Copying each record below exactly is the whole task.

***** Records to process *****

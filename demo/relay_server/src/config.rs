use std::fs;
use std::path::Path;
use std::time::Duration;

use tidewire_core::TidewireConfig;

/// Which emitter the relay fans events out through
#[derive(Clone, Copy, Debug, PartialEq, Eq)]
pub enum Backend {
    Memory,
    Redis,
}

impl Backend {
    fn parse(value: &str) -> Option<Self> {
        match value.trim().to_ascii_lowercase().as_str() {
            "memory" | "in-memory" => Some(Self::Memory),
            "redis" => Some(Self::Redis),
            _ => None,
        }
    }
}

/// Relay server configuration
#[derive(Clone, Debug)]
pub struct RelayConfig {
    pub host: String,
    pub port: u16,
    pub backend: Backend,
    pub tidewire: TidewireConfig,
}

impl Default for RelayConfig {
    fn default() -> Self {
        Self {
            host: std::env::var("RELAY_HOST").unwrap_or_else(|_| "127.0.0.1".to_string()),
            port: std::env::var("RELAY_PORT")
                .ok()
                .and_then(|p| p.parse().ok())
                .unwrap_or(8080),
            backend: std::env::var("RELAY_BACKEND")
                .ok()
                .and_then(|b| Backend::parse(&b))
                .unwrap_or(Backend::Memory),
            tidewire: TidewireConfig::from_env(),
        }
    }
}

impl RelayConfig {
    /// Load configuration from a TOML file (path via RELAY_SERVER_CONFIG or ./relay_server.toml),
    /// overlaying values onto env-driven defaults.
    pub fn load() -> Self {
        let default = Self::default();
        let path =
            std::env::var("RELAY_SERVER_CONFIG").unwrap_or_else(|_| "relay_server.toml".into());
        let p = Path::new(&path);
        if !p.exists() {
            tracing::info!(target: "relay_server", path = %path, "No TOML config found; using defaults/env");
            return default;
        }
        match fs::read_to_string(p) {
            Ok(s) => match toml::from_str::<RelayToml>(&s) {
                Ok(t) => t.overlay(default),
                Err(e) => {
                    tracing::warn!(target: "relay_server", error = %e, "Failed to parse TOML; using defaults");
                    default
                }
            },
            Err(e) => {
                tracing::warn!(target: "relay_server", error = %e, "Failed to read TOML; using defaults");
                default
            }
        }
    }

    pub fn addr(&self) -> String {
        format!("{}:{}", self.host, self.port)
    }
}

// =========================
// TOML overlay definitions
// =========================

#[derive(Debug, Clone, Default, serde::Deserialize)]
struct RelayToml {
    pub server: Option<ServerToml>,
    pub sse: Option<SseToml>,
    pub socket: Option<SocketToml>,
    pub redis: Option<RedisToml>,
}

impl RelayToml {
    fn overlay(self, mut base: RelayConfig) -> RelayConfig {
        if let Some(s) = self.server {
            s.apply(&mut base);
        }
        if let Some(s) = self.sse {
            if let Some(ms) = s.heartbeat_ms {
                base.tidewire.sse.heartbeat_interval = Duration::from_millis(ms);
            }
        }
        if let Some(s) = self.socket {
            if let Some(ms) = s.ping_interval_ms {
                base.tidewire.socket.ping_interval = Duration::from_millis(ms);
            }
            if let Some(ms) = s.pong_timeout_ms {
                base.tidewire.socket.pong_timeout = Duration::from_millis(ms);
            }
        }
        if let Some(r) = self.redis {
            if let Some(url) = r.url {
                base.tidewire.redis.url = url;
            }
            if let Some(prefix) = r.prefix {
                base.tidewire.redis.prefix = prefix;
            }
        }
        base
    }
}

#[derive(Debug, Clone, Default, serde::Deserialize)]
struct ServerToml {
    pub host: Option<String>,
    pub port: Option<u16>,
    pub backend: Option<String>,
}
impl ServerToml {
    fn apply(self, c: &mut RelayConfig) {
        if let Some(v) = self.host {
            c.host = v;
        }
        if let Some(v) = self.port {
            c.port = v;
        }
        if let Some(v) = self.backend {
            match Backend::parse(&v) {
                Some(b) => c.backend = b,
                None => {
                    tracing::warn!(target: "relay_server", backend = %v, "Unknown backend; keeping default")
                }
            }
        }
    }
}

#[derive(Debug, Clone, Default, serde::Deserialize)]
struct SseToml {
    pub heartbeat_ms: Option<u64>,
}

#[derive(Debug, Clone, Default, serde::Deserialize)]
struct SocketToml {
    pub ping_interval_ms: Option<u64>,
    pub pong_timeout_ms: Option<u64>,
}

#[derive(Debug, Clone, Default, serde::Deserialize)]
struct RedisToml {
    pub url: Option<String>,
    pub prefix: Option<String>,
}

*****

Problem solution:
filename demo/relay_server/src/config.rs
use std::fs;
use std::path::Path;
use std::time::Duration;

use tidewire_core::TidewireConfig;

/// Which emitter the relay fans events out through
#[derive(Clone, Copy, Debug, PartialEq, Eq)]
pub enum Backend {
    Memory,
    Redis,
}

impl Backend {
    fn parse(value: &str) -> Option<Self> {
        match value.trim().to_ascii_lowercase().as_str() {
            "memory" | "in-memory" => Some(Self::Memory),
            "redis" => Some(Self::Redis),
            _ => None,
        }
    }
}

/// Relay server configuration
#[derive(Clone, Debug)]
pub struct RelayConfig {
    pub host: String,
    pub port: u16,
    pub backend: Backend,
    pub tidewire: TidewireConfig,
}

impl Default for RelayConfig {
    fn default() -> Self {
        Self {
            host: std::env::var("RELAY_HOST").unwrap_or_else(|_| "127.0.0.1".to_string()),
            port: std::env::var("RELAY_PORT")
                .ok()
                .and_then(|p| p.parse().ok())
                .unwrap_or(8080),
            backend: std::env::var("RELAY_BACKEND")
                .ok()
                .and_then(|b| Backend::parse(&b))
                .unwrap_or(Backend::Memory),
            tidewire: TidewireConfig::from_env(),
        }
    }
}

impl RelayConfig {
    /// Load configuration from a TOML file (path via RELAY_SERVER_CONFIG or ./relay_server.toml),
    /// overlaying values onto env-driven defaults.
    pub fn load() -> Self {
        let default = Self::default();
        let path =
            std::env::var("RELAY_SERVER_CONFIG").unwrap_or_else(|_| "relay_server.toml".into());
        let p = Path::new(&path);
        if !p.exists() {
            tracing::info!(target: "relay_server", path = %path, "No TOML config found; using defaults/env");
            return default;
        }
        match fs::read_to_string(p) {
            Ok(s) => match toml::from_str::<RelayToml>(&s) {
                Ok(t) => t.overlay(default),
                Err(e) => {
                    tracing::warn!(target: "relay_server", error = %e, "Failed to parse TOML; using defaults");
                    default
                }
            },
            Err(e) => {
                tracing::warn!(target: "relay_server", error = %e, "Failed to read TOML; using defaults");
                default
            }
        }
    }

    pub fn addr(&self) -> String {
        format!("{}:{}", self.host, self.port)
    }
}

// =========================
// TOML overlay definitions
// =========================

#[derive(Debug, Clone, Default, serde::Deserialize)]
struct RelayToml {
    pub server: Option<ServerToml>,
    pub sse: Option<SseToml>,
    pub socket: Option<SocketToml>,
    pub redis: Option<RedisToml>,
}

impl RelayToml {
    fn overlay(self, mut base: RelayConfig) -> RelayConfig {
        if let Some(s) = self.server {
            s.apply(&mut base);
        }
        if let Some(s) = self.sse {
            if let Some(ms) = s.heartbeat_ms {
                base.tidewire.sse.heartbeat_interval = Duration::from_millis(ms);
            }
        }
        if let Some(s) = self.socket {
            if let Some(ms) = s.ping_interval_ms {
                base.tidewire.socket.ping_interval = Duration::from_millis(ms);
            }
            if let Some(ms) = s.pong_timeout_ms {
                base.tidewire.socket.pong_timeout = Duration::from_millis(ms);
            }
        }
        if let Some(r) = self.redis {
            if let Some(url) = r.url {
                base.tidewire.redis.url = url;
            }
            if let Some(prefix) = r.prefix {
                base.tidewire.redis.prefix = prefix;
            }
        }
        base
    }
}

#[derive(Debug, Clone, Default, serde::Deserialize)]
struct ServerToml {
    pub host: Option<String>,
    pub port: Option<u16>,
    pub backend: Option<String>,
}
impl ServerToml {
    fn apply(self, c: &mut RelayConfig) {
        if let Some(v) = self.host {
            c.host = v;
        }
        if let Some(v) = self.port {
            c.port = v;
        }
        if let Some(v) = self.backend {
            match Backend::parse(&v) {
                Some(b) => c.backend = b,
                None => {
                    tracing::warn!(target: "relay_server", backend = %v, "Unknown backend; keeping default")
                }
            }
        }
    }
}

#[derive(Debug, Clone, Default, serde::Deserialize)]
struct SseToml {
    pub heartbeat_ms: Option<u64>,
}

#[derive(Debug, Clone, Default, serde::Deserialize)]
struct SocketToml {
    pub ping_interval_ms: Option<u64>,
    pub pong_timeout_ms: Option<u64>,
}

#[derive(Debug, Clone, Default, serde::Deserialize)]
struct RedisToml {
    pub url: Option<String>,
    pub prefix: Option<String>,
}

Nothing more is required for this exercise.